Vitamin D metabolites are transferred across the placenta in significant amounts and are converted to active 1,25(OH)2D by fetal kidneys. However, the exact molecular mechanisms and limiting factors for vitamin D uptake by the placenta remain unclear, as do the pathways regulating metabolite levels within the placenta. Observational studies have linked maternal 25(OH)D concentrations to cognitive performance in offspring, yet randomized clinical trials exploring these associations have yielded inconclusive results. The Institute of Medicine recommends a minimum of 400 IU per day of vitamin D for pregnant women, while Cochrane’s current guidelines state that there are no specific requirements for vitamin D during pregnancy, which contradicts the growing body of research. It is essential to stay updated on the latest findings in this field. This blog aims to provide an overview of the most recent evidence. The author, Emily Carter, is a Cochrane UK Fellow and an Obstetrics and Gynaecology Registrar, and she serves as the editor for the Cochrane Library systematic review on antenatal vitamin D supplementation.

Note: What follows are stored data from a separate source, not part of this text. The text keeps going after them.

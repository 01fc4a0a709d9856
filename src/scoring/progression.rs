use serde::{Deserialize, Serialize};

pub const XP_PER_LEVEL: i64 = 1000;

/// Percent of the way from the last 1000-XP boundary to the next one
pub fn level_progress_percent(xp: i64) -> f64 {
    xp.rem_euclid(XP_PER_LEVEL) as f64 / 10.0
}

pub fn xp_to_next_level(xp: i64) -> i64 {
    XP_PER_LEVEL - xp.rem_euclid(XP_PER_LEVEL)
}

/// Level thresholds in strictly descending order; first match wins
const LEVEL_TITLES: [(i32, &str); 6] = [
    (30, "Légende Vivante"),
    (25, "Hokage de l'Arène"),
    (20, "Pilier Suprême"),
    (15, "Chasseur de S-Rank"),
    (10, "Otaku d'Elite"),
    (5, "Vagabond des Mondes"),
];

const VOTE_TITLE_THRESHOLD: i64 = 100;
const VOTE_TITLE: &str = "Arbitre de l'Arène";
const DEFAULT_TITLE: &str = "Apprenti Otaku";

/// Display label for a user. XP does not take part in the current thresholds.
pub fn prestige_title(level: i32, _xp: i64, votes_count: i64) -> &'static str {
    LEVEL_TITLES
        .iter()
        .find(|(threshold, _)| level >= *threshold)
        .map(|(_, title)| *title)
        .unwrap_or(if votes_count > VOTE_TITLE_THRESHOLD {
            VOTE_TITLE
        } else {
            DEFAULT_TITLE
        })
}

/// Derived progression block shown on a profile
#[derive(Debug, Clone, PartialEq, Serialize, Deserialize)]
#[serde(rename_all = "camelCase")]
pub struct LevelProgress {
    pub level_progress: f64,
    pub xp_to_next_level: i64,
    pub prestige_title: String,
}

impl LevelProgress {
    pub fn compute(level: i32, xp: i64, votes_count: i64) -> Self {
        Self {
            level_progress: level_progress_percent(xp),
            xp_to_next_level: xp_to_next_level(xp),
            prestige_title: prestige_title(level, xp, votes_count).to_string(),
        }
    }
}

#[cfg(test)]
mod tests {
    use super::*;
    use rstest::rstest;

    #[rstest]
    #[case(2450, 45.0)]
    #[case(0, 0.0)]
    #[case(999, 99.9)]
    #[case(1000, 0.0)]
    #[case(12_340, 34.0)]
    fn progress_is_xp_mod_thousand_over_ten(#[case] xp: i64, #[case] expected: f64) {
        assert!((level_progress_percent(xp) - expected).abs() < 1e-9);
    }

    #[test]
    fn xp_to_next_level_counts_down_to_boundary() {
        assert_eq!(xp_to_next_level(2450), 550);
        assert_eq!(xp_to_next_level(0), 1000);
        assert_eq!(xp_to_next_level(1000), 1000);
    }

    #[rstest]
    #[case(30, 0, "Légende Vivante")]
    #[case(42, 500, "Légende Vivante")]
    #[case(25, 0, "Hokage de l'Arène")]
    #[case(20, 0, "Pilier Suprême")]
    #[case(19, 0, "Chasseur de S-Rank")]
    #[case(10, 0, "Otaku d'Elite")]
    #[case(5, 1000, "Vagabond des Mondes")]
    #[case(4, 101, "Arbitre de l'Arène")]
    #[case(4, 100, "Apprenti Otaku")]
    #[case(1, 0, "Apprenti Otaku")]
    fn prestige_title_by_priority(
        #[case] level: i32,
        #[case] votes: i64,
        #[case] expected: &str,
    ) {
        assert_eq!(prestige_title(level, 0, votes), expected);
    }

    #[test]
    fn level_progress_serializes_in_camel_case() {
        let progress = LevelProgress::compute(3, 2450, 12);
        let json = serde_json::to_value(&progress).unwrap();

        assert_eq!(json["levelProgress"], 45.0);
        assert_eq!(json["xpToNextLevel"], 550);
        assert_eq!(json["prestigeTitle"], "Apprenti Otaku");
    }
}
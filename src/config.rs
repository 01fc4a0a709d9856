use std::{env, fmt::Display, path::PathBuf, str::FromStr};

use thiserror::Error;
use tracing::{info, warn};

use crate::catalog::{JikanCatalog, DEFAULT_CATALOG_BASE_URL};

#[derive(Debug, Error)]
pub enum ConfigError {
    #[error("Invalid {key} value {value:?}: {reason}")]
    Invalid {
        key: &'static str,
        value: String,
        reason: String,
    },
}

#[derive(Debug, Clone, PartialEq)]
pub struct Config {
    pub port: u16,
    /// Unset means the in-memory store
    pub database_url: Option<String>,
    /// Unset means the bundled quiz corpus
    pub quiz_bank_path: Option<PathBuf>,
    pub catalog_base_url: String,
}

impl Config {
    pub fn load() -> Result<Self, ConfigError> {
        Self::from_lookup(|key| env::var(key).ok())
    }

    /// Builds the config from any key lookup; blank values count as unset
    pub fn from_lookup<F>(lookup: F) -> Result<Self, ConfigError>
    where
        F: Fn(&str) -> Option<String>,
    {
        let var = |key: &str| lookup(key).filter(|value| !value.trim().is_empty());

        Ok(Self {
            port: try_load(var("PORT"), "PORT", "3000")?,
            database_url: var("DATABASE_URL"),
            quiz_bank_path: var("QUIZ_BANK_PATH").map(PathBuf::from),
            catalog_base_url: var("CATALOG_BASE_URL").unwrap_or_else(|| {
                info!("CATALOG_BASE_URL not set, using default: {DEFAULT_CATALOG_BASE_URL}");
                DEFAULT_CATALOG_BASE_URL.to_string()
            }),
        })
    }

    /// Catalog client pointed at the configured base URL
    pub fn catalog(&self) -> Result<JikanCatalog, reqwest::Error> {
        JikanCatalog::new(self.catalog_base_url.as_str())
    }
}

fn try_load<T: FromStr>(
    value: Option<String>,
    key: &'static str,
    default: &str,
) -> Result<T, ConfigError>
where
    T::Err: Display,
{
    let value = value.unwrap_or_else(|| {
        info!("{key} not set, using default: {default}");
        default.to_string()
    });

    let parsed = value.trim().parse::<T>();
    parsed.map_err(|e| {
        warn!("Invalid {key} value: {e}");
        ConfigError::Invalid {
            key,
            reason: e.to_string(),
            value,
        }
    })
}
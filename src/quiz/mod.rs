// Public API - what other modules can use
pub use bank::{BankError, QuizBank};
pub use handlers::{get_quiz, global_session, journey_session, list_quizzes, submit_attempt};
pub use service::QuizService;
pub use session::{RoadmapSegment, Session, SessionEngine, SessionKind};
pub use types::SubmitAttemptRequest;

// Internal modules
pub mod bank;
mod handlers;
pub mod models;
pub mod repository;
mod service;
pub mod session;
mod types;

The impact of vitamin D on brain development and function has been the focus of extensive research. Beyond its role in neuronal differentiation and axonal connectivity, vitamin D regulates calcium/calmodulin-dependent protein kinase II (CAM kinase II) activity, which is linked to long-term synaptic memory. Furthermore, vitamin D deficiency during pregnancy has been associated with a higher risk of adverse birth outcomes, including preeclampsia, premature rupture of membranes, and low birth weight. A recent randomized controlled trial found that midgestational vitamin D supplementation reduced the risk of preeclampsia by 60%. Women at high risk during pregnancy are encouraged to consider vitamin D supplementation, and their obstetricians should monitor serum 25(OH)D levels throughout pregnancy to ensure optimal vitamin D status. Additional trials are planned to further investigate the benefits of antenatal vitamin D on maternal and infant health. Until then, a daily intake of 400 IU is recommended.
Vitamin D significantly influences the immune system. Research indicates that vitamin D deficiency is linked to an increased risk of infections and autoimmune conditions. In the fetus, the kidneys can activate 25(OH)D into 1,25(OH)2D, maintaining adequate levels of active vitamin D. This is crucial, as insufficient vitamin D can adversely affect immune function, leading to impaired defenses and a higher susceptibility to infections. Studies show that vitamin D supplementation during pregnancy can notably reduce the risk of certain complications. For instance, in women with high-risk pregnancies, those with 25(OH)D levels above 40 ng/mL experienced a 60% lower incidence of preterm birth compared to those with lower levels. Additionally, a post-hoc analysis of two vitamin D supplementation trials indicated that the occurrence of asthma and recurrent wheezing in offspring was halved for mothers with 25(OH)D levels above 30 ng/mL at the time of randomization.